Exercise prompt — Below is a listing from which only part is wanted; return exactly the lines from the one with "pub fn state(&self)" up to and including the one with "let duration_ms = self.duration_ms();".

----- Raw data

//! Workout session: the owner of every detector for one row.
//!
//! A session is created at workout start and discarded (or reset) at the
//! end. It wires the sensor callbacks into the detectors, records rates for
//! the active method, and produces the end-of-workout summary.
//!
//! # Lifecycle
//!
//! ```text
//! Idle --start--> Running --stop--> Stopped
//!   ^                                  |
//!   +-------------- reset -------------+
//! ```
//!
//! Observations are only processed while `Running`. `reset()` from any state
//! replaces every window and counter at once, so there is never a partially
//! cleared session.
use tracing::{info, warn};

use crate::aggregator::{select, RateAggregator};
use crate::config::SessionConfig;
use crate::error::StrokeResult;
use crate::geo::split_seconds;
use crate::gps::GpsTracker;
use crate::gps_peaks::GpsPeakDetector;
use crate::motion::MotionStrokeDetector;
use crate::summary::WorkoutSummary;
use crate::types::{DetectionEvent, DetectionMethod, GpsFix, RateSource, Sample, SelectedRate};

/// Where a session is in its lifecycle.
#[derive(Debug, Clone, Copy, PartialEq, Eq)]
pub enum SessionState {
    Idle,
    Running,
    Stopped,
}

/// One workout's worth of stroke detection state.
#[derive(Debug, Clone, PartialEq)]
pub struct WorkoutSession {
    config: SessionConfig,
    state: SessionState,

    started_ms: Option<u64>,
    stopped_ms: Option<u64>,
    last_observed_ms: Option<u64>,

    motion: MotionStrokeDetector,
    gps_peaks: GpsPeakDetector,
    tracker: GpsTracker,
    aggregator: RateAggregator,
}

impl WorkoutSession {
    /// Create an idle session. The configuration is used as given.
    pub fn new(config: SessionConfig) -> Self {
        Self {
            motion: MotionStrokeDetector::new(config.motion.clone()),
            gps_peaks: GpsPeakDetector::new(config.gps.clone()),
            tracker: GpsTracker::new(config.gps_filter.clone()),
            aggregator: RateAggregator::new(&config.aggregator),
            config,
            state: SessionState::Idle,
            started_ms: None,
            stopped_ms: None,
            last_observed_ms: None,
        }
    }

    /// Create an idle session after validating the configuration.
    pub fn try_new(config: SessionConfig) -> StrokeResult<Self> {
        config.validate()?;
        Ok(Self::new(config))
    }

    /// Start recording. Starting a stopped session begins a fresh workout.
    pub fn start(&mut self, timestamp_ms: u64) {
        match self.state {
            SessionState::Running => {
                warn!(timestamp_ms, "start ignored: session already running");
                return;
            }
            SessionState::Stopped => self.reset(),
            SessionState::Idle => {}
        }
        self.state = SessionState::Running;
        self.started_ms = Some(timestamp_ms);
        info!(timestamp_ms, method = %self.config.method, "workout started");
    }

    /// Stop recording and return the summary.
    pub fn stop(&mut self, timestamp_ms: u64) -> WorkoutSummary {
        if self.state == SessionState::Running {
            self.state = SessionState::Stopped;
            self.stopped_ms = Some(timestamp_ms);
            info!(
                timestamp_ms,
                average_rate = self.aggregator.average_rate(),
                distance_m = self.tracker.total_distance_m(),
                "workout stopped"
            );
        } else {
            warn!(timestamp_ms, state = ?self.state, "stop ignored: session not running");
        }
        self.summary()
    }

    /// Discard all windows and state, keeping configuration and method.
    ///
    /// Idempotent: the result equals a freshly constructed session.
    pub fn reset(&mut self) {
        *self = Self::new(self.config.clone());
        info!("workout session reset");
    }

    /// Feed an acceleration magnitude (m/s²).
    pub fn observe_motion(&mut self, magnitude: f64, timestamp_ms: u64) -> Option<DetectionEvent> {
        if !self.accepting(timestamp_ms) {
            return None;
        }
        let event = self.motion.observe(magnitude, timestamp_ms)?;
        if self.config.method.uses(RateSource::Motion) {
            self.aggregator
                .record(RateSource::Motion, event.rate_spm, event.timestamp_ms);
        }
        Some(event)
    }

    /// Feed a raw three-axis accelerometer reading (m/s²).
    pub fn observe_acceleration(
        &mut self,
        accel: [f64; 3],
        timestamp_ms: u64,
    ) -> Option<DetectionEvent> {
        let sample = Sample::from_acceleration(accel, timestamp_ms);
        self.observe_motion(sample.value, sample.timestamp_ms)
    }

    /// Feed a raw GPS fix. Returns the peak event if the derived speed was one.
    pub fn observe_fix(&mut self, fix: GpsFix) -> Option<DetectionEvent> {
        if !self.accepting(fix.timestamp_ms) {
            return None;
        }
        let sample = self.tracker.observe_fix(fix)?;
        self.detect_gps_peak(sample.value, sample.timestamp_ms)
    }

    /// Feed a speed (m/s) from a source that already derives it.
    pub fn observe_speed(&mut self, speed_mps: f64, timestamp_ms: u64) -> Option<DetectionEvent> {
        if !self.accepting(timestamp_ms) {
            return None;
        }
        self.detect_gps_peak(speed_mps, timestamp_ms)
    }

    fn detect_gps_peak(&mut self, speed_mps: f64, timestamp_ms: u64) -> Option<DetectionEvent> {
        let event = self.gps_peaks.observe(speed_mps, timestamp_ms)?;
        if self.gps_peaks.retained_peaks() >= 2 && self.config.method.uses(RateSource::Gps) {
            self.aggregator
                .record(RateSource::Gps, event.rate_spm, event.timestamp_ms);
        }
        Some(event)
    }

    fn accepting(&mut self, timestamp_ms: u64) -> bool {
        if self.state != SessionState::Running {
            return false;
        }
        let newest = self
            .last_observed_ms
            .map_or(timestamp_ms, |t| t.max(timestamp_ms));
        self.last_observed_ms = Some(newest);
        true
    }

    /// Rate(s) to display for the active method.
    pub fn current_rate(&self) -> SelectedRate {
        select(
            self.config.method,
            self.motion.current_rate(),
            self.gps_peaks.current_rate(),
        )
    }

    /// Current rate of a single source, 0 when unknown.
    pub fn current_rate_for(&self, source: RateSource) -> u32 {
        match source {
            RateSource::Motion => self.motion.current_rate(),
            RateSource::Gps => self.gps_peaks.current_rate(),
        }
    }

    /// Session average over the retained rate history.
    pub fn average_rate(&self) -> u32 {
        self.aggregator.average_rate()
    }

    pub fn set_method(&mut self, method: DetectionMethod) {
        self.config.method = method;
    }

    pub fn method(&self) -> DetectionMethod {
        self.config.method
    }

    pub fn state(&self) -> SessionState {
        self.state
    }

    /// Elapsed workout time: up to the stop, or to the newest observation while running.
    pub fn duration_ms(&self) -> u64 {
        let Some(started) = self.started_ms else {
            return 0;
        };
        let end = self.stopped_ms.or(self.last_observed_ms).unwrap_or(started);
        end.saturating_sub(started)
    }

    /// Build the end-of-workout summary from the current state.
    pub fn summary(&self) -> WorkoutSummary {
        let duration_ms = self.duration_ms();
        let distance_m = self.tracker.total_distance_m();
        let avg_speed_mps = if duration_ms > 0 && distance_m > 0.0 {
            Some(distance_m / (duration_ms as f64 / 1000.0))
        } else {
            None
        };
        WorkoutSummary {
            method: self.config.method,
            started_ms: self.started_ms,
            ended_ms: self.stopped_ms.or(self.last_observed_ms),
            duration_ms,
            distance_m,
            avg_speed_mps,
            avg_split_s: avg_speed_mps.and_then(split_seconds),
            average_rate_spm: self.aggregator.average_rate(),
            motion_strokes: self.motion.strokes_detected(),
            gps_peaks: self.gps_peaks.peaks_detected(),
            rejected_samples: self.motion.rejected_samples() + self.gps_peaks.rejected_samples(),
        }
    }

    pub fn config(&self) -> &SessionConfig {
        &self.config
    }

    pub fn motion(&self) -> &MotionStrokeDetector {
        &self.motion
    }

    pub fn gps_peaks(&self) -> &GpsPeakDetector {
        &self.gps_peaks
    }

    pub fn tracker(&self) -> &GpsTracker {
        &self.tracker
    }

    pub fn aggregator(&self) -> &RateAggregator {
        &self.aggregator
    }
}

impl Default for WorkoutSession {
    fn default() -> Self {
        Self::new(SessionConfig::default())
    }
}

#[cfg(test)]
mod tests {
    use super::*;

    fn stroke_magnitudes(session: &mut WorkoutSession, from_ms: u64, to_ms: u64, period_ms: u64) {
        let mut t = from_ms;
        while t < to_ms {
            let magnitude = if t > from_ms && t % period_ms == 0 { 16.0 } else { 10.0 };
            session.observe_motion(magnitude, t);
            t += 20;
        }
    }

    #[test]
    fn test_new_session_is_idle() {
        let session = WorkoutSession::default();
        assert_eq!(session.state(), SessionState::Idle);
        assert_eq!(session.method(), DetectionMethod::Both);
        assert_eq!(session.current_rate(), SelectedRate::Both { motion: 0, gps: 0 });
        assert_eq!(session.duration_ms(), 0);
    }

    #[test]
    fn test_try_new_validates() {
        let mut config = SessionConfig::default();
        config.gps.average_sample_size = 0;
        assert!(WorkoutSession::try_new(config).is_err());
        assert!(WorkoutSession::try_new(SessionConfig::default()).is_ok());
    }

    #[test]
    fn test_observations_ignored_unless_running() {
        let mut session = WorkoutSession::default();
        stroke_magnitudes(&mut session, 0, 5_000, 1_000);
        assert_eq!(session.motion().strokes_detected(), 0);
        assert_eq!(session, WorkoutSession::default());
    }

    #[test]
    fn test_motion_method_records_motion_only() {
        let mut session = WorkoutSession::default();
        session.set_method(DetectionMethod::Motion);
        session.start(0);
        stroke_magnitudes(&mut session, 0, 15_000, 2_000);
        for s in 0..15u64 {
            session.observe_speed(if s % 2 == 0 && s > 6 { 5.0 } else { 4.0 }, s * 1_000);
        }
        assert!(session.aggregator().record_count(RateSource::Motion) > 0);
        assert_eq!(session.aggregator().record_count(RateSource::Gps), 0);
        assert!(session.gps_peaks().peaks_detected() > 0);
        assert_eq!(session.current_rate(), SelectedRate::Single(30));
    }

    #[test]
    fn test_stop_freezes_and_summarizes() {
        let mut session = WorkoutSession::default();
        session.start(1_000);
        stroke_magnitudes(&mut session, 1_000, 13_000, 2_000);
        let summary = session.stop(13_000);
        assert_eq!(session.state(), SessionState::Stopped);
        assert_eq!(summary.duration_ms, 12_000);
        assert!(summary.motion_strokes > 0);

        assert!(session.observe_motion(50.0, 14_000).is_none());
        assert_eq!(session.summary(), summary);
    }

    #[test]
    fn test_start_twice_is_ignored() {
        let mut session = WorkoutSession::default();
        session.start(0);
        session.start(5_000);
        session.observe_motion(10.0, 6_000);
        assert_eq!(session.duration_ms(), 6_000);
    }

    #[test]
    fn test_restart_after_stop_is_fresh() {
        let mut session = WorkoutSession::default();
        session.start(0);
        stroke_magnitudes(&mut session, 0, 12_000, 1_000);
        session.stop(12_000);
        session.start(100_000);
        assert_eq!(session.motion().strokes_detected(), 0);
        assert!(session.aggregator().is_empty());
        assert_eq!(session.state(), SessionState::Running);
    }

    #[test]
    fn test_reset_twice_equals_fresh_and_keeps_method() {
        let mut session = WorkoutSession::default();
        session.set_method(DetectionMethod::Gps);
        session.start(0);
        stroke_magnitudes(&mut session, 0, 12_000, 1_000);
        session.reset();
        let once = session.clone();
        session.reset();
        assert_eq!(session, once);
        assert_eq!(session.state(), SessionState::Idle);
        assert_eq!(session.method(), DetectionMethod::Gps);

        let mut expected_config = SessionConfig::default();
        expected_config.method = DetectionMethod::Gps;
        assert_eq!(session, WorkoutSession::new(expected_config));
    }

    #[test]
    fn test_raw_acceleration_path() {
        let mut session = WorkoutSession::default();
        session.start(0);
        let mut strokes = 0;
        for i in 0..300u64 {
            let t = i * 20;
            let z = if i % 100 == 50 { 16.0 } else { 10.0 };
            if session.observe_acceleration([0.0, z, 0.0], t).is_some() {
                strokes += 1;
            }
        }
        assert_eq!(strokes, 3);
    }
}
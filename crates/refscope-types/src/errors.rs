// SPDX-License-Identifier: (MIT OR Apache-2.0)
//! Declaration, type-shape and instantiation errors.

use refscope_ast::Span;
use thiserror::Error;

/// Which family of rule an error belongs to.
///
/// Declaration and categorical errors short-circuit analysis of the
/// offending member or expression; escape and constraint errors accumulate.
#[derive(Debug, Clone, Copy, PartialEq, Eq, Hash)]
pub enum ErrorClass {
    DeclarationContract,
    RuntimeCapability,
    CategoricalTypeRestriction,
    EscapeViolation,
    GenericConstraintNotSatisfied,
}

#[derive(Debug, Clone, PartialEq)]
pub struct TypeError {
    pub kind: TypeErrorKind,
    pub span: Span,
}

impl TypeError {
    pub fn new(kind: TypeErrorKind, span: Span) -> Self {
        Self { kind, span }
    }

    pub fn class(&self) -> ErrorClass {
        self.kind.class()
    }
}

#[derive(Debug, Clone, PartialEq, Error)]
pub enum TypeErrorKind {
    #[error("the 'allows ref struct' constraint on `{param}` must be the last constraint specified")]
    AllowsMarkerNotLast { param: String },

    #[error("the 'class' constraint cannot be combined with 'allows ref struct' on `{param}`")]
    AllowsWithClassConstraint { param: String },

    #[error("constraints for `{param}` of `{member}` are inherited from the base member and cannot be specified directly, except for a 'class' or 'struct' constraint")]
    ConstraintsInherited { param: String, member: String },

    #[error("partial declarations of `{decl}` have inconsistent constraints for type parameter `{param}`")]
    InconsistentPartialConstraints { param: String, decl: String },

    #[error("type parameters `{param}` and `{other}` form a constraint cycle")]
    CyclicConstraint { param: String, other: String },

    #[error("`{member}` overrides or implements `{base}`, which could not be found")]
    UnknownBaseMember { member: String, base: String },

    #[error("ref field `{field}` can only be declared in a ref struct")]
    RefFieldOutsideRefStruct { field: String },

    #[error("target runtime does not support by-ref-like generics: {what}")]
    RuntimeLacksByRefGenerics { what: String },

    #[error("{storage} `{field}` of type `{ty}` can only be declared in a ref struct, not in `{owner}`")]
    FieldOfStackOnlyType {
        field: String,
        ty: String,
        owner: String,
        storage: StorageKind,
    },

    #[error("static field `{field}` cannot have stack-only type `{ty}`")]
    StaticFieldOfStackOnlyType { field: String, ty: String },

    #[error("cannot create an array of stack-only type `{ty}`")]
    ArrayOfStackOnlyType { ty: String },

    #[error("the type `{arg}` may not be a ref struct or a type parameter allowing ref structs in order to use it as parameter `{param}` in `{generic}`")]
    StackOnlyTypeArgument {
        arg: String,
        param: String,
        generic: String,
    },
}

/// Whether a piece of instance storage was declared as a field or through an auto-property.
#[derive(Debug, Clone, Copy, PartialEq, Eq)]
pub enum StorageKind {
    Field,
    AutoProperty,
}

impl std::fmt::Display for StorageKind {
    fn fmt(&self, f: &mut std::fmt::Formatter<'_>) -> std::fmt::Result {
        match self {
            StorageKind::Field => write!(f, "field"),
            StorageKind::AutoProperty => write!(f, "auto-property"),
        }
    }
}

impl TypeErrorKind {
    pub fn class(&self) -> ErrorClass {
        use TypeErrorKind::*;
        match self {
            AllowsMarkerNotLast { .. }
            | AllowsWithClassConstraint { .. }
            | ConstraintsInherited { .. }
            | InconsistentPartialConstraints { .. }
            | CyclicConstraint { .. }
            | UnknownBaseMember { .. }
            | RefFieldOutsideRefStruct { .. } => ErrorClass::DeclarationContract,
            RuntimeLacksByRefGenerics { .. } => ErrorClass::RuntimeCapability,
            FieldOfStackOnlyType { .. }
            | StaticFieldOfStackOnlyType { .. }
            | ArrayOfStackOnlyType { .. } => ErrorClass::CategoricalTypeRestriction,
            StackOnlyTypeArgument { .. } => ErrorClass::GenericConstraintNotSatisfied,
        }
    }
}

impl std::fmt::Display for TypeError {
    fn fmt(&self, f: &mut std::fmt::Formatter<'_>) -> std::fmt::Result {
        write!(f, "{}", self.kind)
    }
}

impl std::error::Error for TypeError {}
#[test]
fn same_variable_as_ref_and_out_argument_is_legal() {
    // static void Pair(ref R a, out R b);  R v = default; Pair(ref v, out v);
    let pair = extern_method(
        "Pair",
        vec![param("a", named("R"), RefKind::Ref), param("b", named("R"), RefKind::Out)],
        ReturnType::void(),
    );
    let body = vec![
        let_("v", named("R"), new_obj(named("R"))),
        expr_stmt(call(
            None,
            "C",
            "Pair",
            vec![
                refscope_ast::expr::Arg::by_ref(local("v", named("R"))),
                refscope_ast::expr::Arg::out(local("v", named("R"))),
            ],
            TypeRef::Void,
        )),
    ];
    let user = method("Use", vec![], ReturnType::void(), body);
    analyze(vec![
        type_decl("R", TypeKind::RefStruct, vec![]),
        type_decl("C", TypeKind::Class, vec![pair, user]),
    ])
    .assert_clean();
}

fn enumerator_types() -> Vec<refscope_ast::decl::TypeDecl> {
    vec![
        type_decl(
            "E",
            TypeKind::RefStruct,
            vec![
                getter("Current", ReturnType::value(TypeRef::int())),
                extern_instance("MoveNext", vec![], ReturnType::value(TypeRef::bool())),
                extern_instance("Dispose", vec![], ReturnType::void()),
            ],
        ),
        type_decl(
            "Coll",
            TypeKind::Class,
            vec![extern_instance("GetEnumerator", vec![], ReturnType::value(named("E")))],
        ),
    ]
}

fn foreach_over_coll() -> refscope_ast::stmt::Stmt {
    stmt(StmtKind::Foreach(ForeachStmt {
        binding: Pattern::Declaration { name: "x".to_string(), ty: TypeRef::int(), span: Span::default() },
        by_ref: false,
        collection: local("c", named("Coll")),
        enumerator: EnumeratorShape {
            ty: named("E"),
            element_ty: TypeRef::int(),
            get_enumerator: MemberRef::new(named("Coll"), "GetEnumerator"),
            move_next: MemberRef::new(named("E"), "MoveNext"),
            current: MemberRef::new(named("E"), "get_Current"),
            dispose: Some(MemberRef::new(named("E"), "Dispose")),
        },
        is_await: false,
        body: vec![],
    }))
}

#[test]
fn stack_only_enumerator_in_async_method_is_rejected() {
    let m = asynchronous(method(
        "Iterate",
        vec![param("c", named("Coll"), RefKind::None)],
        ReturnType::value(named("Task")),
        vec![foreach_over_coll()],
    ));
    let mut types = enumerator_types();
    types.push(type_decl("C", TypeKind::Class, vec![m]));

    let analysis = analyze(types);
    assert_eq!(analysis.errors.len(), 1, "{:?}", analysis.errors);
    assert_eq!(analysis.errors[0].class(), ErrorClass::CategoricalTypeRestriction);
    assert!(matches!(
        &analysis.errors[0].kind,
        EscapeErrorKind::BadSpecialByRefIterator { ty } if ty == "E"
    ));
}

#[test]
fn stack_only_enumerator_in_ordinary_method_is_fine() {
    let m = method("Iterate", vec![param("c", named("Coll"), RefKind::None)], ReturnType::void(), vec![foreach_over_coll()]);
    let mut types = enumerator_types();
    types.push(type_decl("C", TypeKind::Class, vec![m]));
    analyze(types).assert_clean();
}

/// `p is { Inner: var x }` on a stack-only `P` whose getter is by value.
fn inner_pattern() -> refscope_ast::expr::Expr {
    let pattern = Pattern::Property {
        ty: None,
        subpatterns: vec![SubPattern {
            member: MemberAccess::Property(MemberRef::new(named("P"), "get_Inner")),
            ty: span_int(),
            pattern: Pattern::Declaration { name: "x".to_string(), ty: span_int(), span: Span::default() },
            span: Span::default(),
        }],
    };
    expr(ExprKind::Is { operand: Box::new(local("p", named("P"))), pattern }, TypeRef::bool())
}

fn pattern_types(extract: refscope_ast::decl::FnDecl) -> Vec<refscope_ast::decl::TypeDecl> {
    vec![
        type_decl("P", TypeKind::RefStruct, vec![getter("Inner", ReturnType::value(span_int()))]),
        type_decl("C", TypeKind::Class, vec![extract]),
    ]
}

#[test]
fn property_pattern_binding_is_narrower_than_its_scrutinee() {
    let body = vec![
        let_("p", named("P"), new_obj(named("P"))),
        expr_stmt(inner_pattern()),
        ret(local("x", span_int())),
    ];
    let analysis = analyze(pattern_types(method("Extract", vec![], ReturnType::value(span_int()), body)));

    assert_eq!(analysis.kinds(), vec![&EscapeErrorKind::ValueEscape { name: "x".to_string() }]);
    assert_eq!(analysis.facts.defensive_copies.len(), 1);
}

#[test]
fn scrutinee_itself_still_escapes() {
    let body = vec![
        let_("p", named("P"), new_obj(named("P"))),
        expr_stmt(inner_pattern()),
        ret(local("p", named("P"))),
    ];
    analyze(pattern_types(method("Extract", vec![], ReturnType::value(named("P")), body))).assert_clean();
}

#[test]
fn is_null_pattern_on_allows_parameter_is_boxed() {
    // class C<T> where T : allows ref struct { static bool Check(T x) => x is null || x is not null; }
    let is_null = expr(
        ExprKind::Is {
            operand: Box::new(local("x", TypeRef::param("T"))),
            pattern: Pattern::Constant(Box::new(null())),
        },
        TypeRef::bool(),
    );
    let is_not_null = expr(
        ExprKind::Is {
            operand: Box::new(local("x", TypeRef::param("T"))),
            pattern: Pattern::Not(Box::new(Pattern::Constant(Box::new(null())))),
        },
        TypeRef::bool(),
    );
    let ids = (is_null.id, is_not_null.id);
    let body = vec![ret(binary(BinOp::Or, is_null, is_not_null))];
    let m = method("Check", vec![param("x", TypeRef::param("T"), RefKind::None)], ReturnType::value(TypeRef::bool()), body);
    let mut c = type_decl("C", TypeKind::Class, vec![m]);
    c.type_params.push(allows("T"));

    let analysis = analyze(vec![c]);
    analysis.assert_clean();
    assert_eq!(analysis.facts.null_check(ids.0), Some(NullCheckLowering::BoxedNullTest));
    assert_eq!(analysis.facts.null_check(ids.1), Some(NullCheckLowering::BoxedNullTest));
}

fn choose(then_expr: Expr, else_expr: Expr, by_ref: bool, ty: TypeRef) -> Expr {
    expr(
        ExprKind::Conditional {
            cond: Box::new(local("c", TypeRef::bool())),
            then_expr: Box::new(then_expr),
            else_expr: Box::new(else_expr),
            by_ref,
        },
        ty,
    )
}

----------

Exercise solution —
    pub fn state(&self) -> SessionState {
        self.state
    }

    /// Elapsed workout time: up to the stop, or to the newest observation while running.
    pub fn duration_ms(&self) -> u64 {
        let Some(started) = self.started_ms else {
            return 0;
        };
        let end = self.stopped_ms.or(self.last_observed_ms).unwrap_or(started);
        end.saturating_sub(started)
    }

    /// Build the end-of-workout summary from the current state.
    pub fn summary(&self) -> WorkoutSummary {
        let duration_ms = self.duration_ms();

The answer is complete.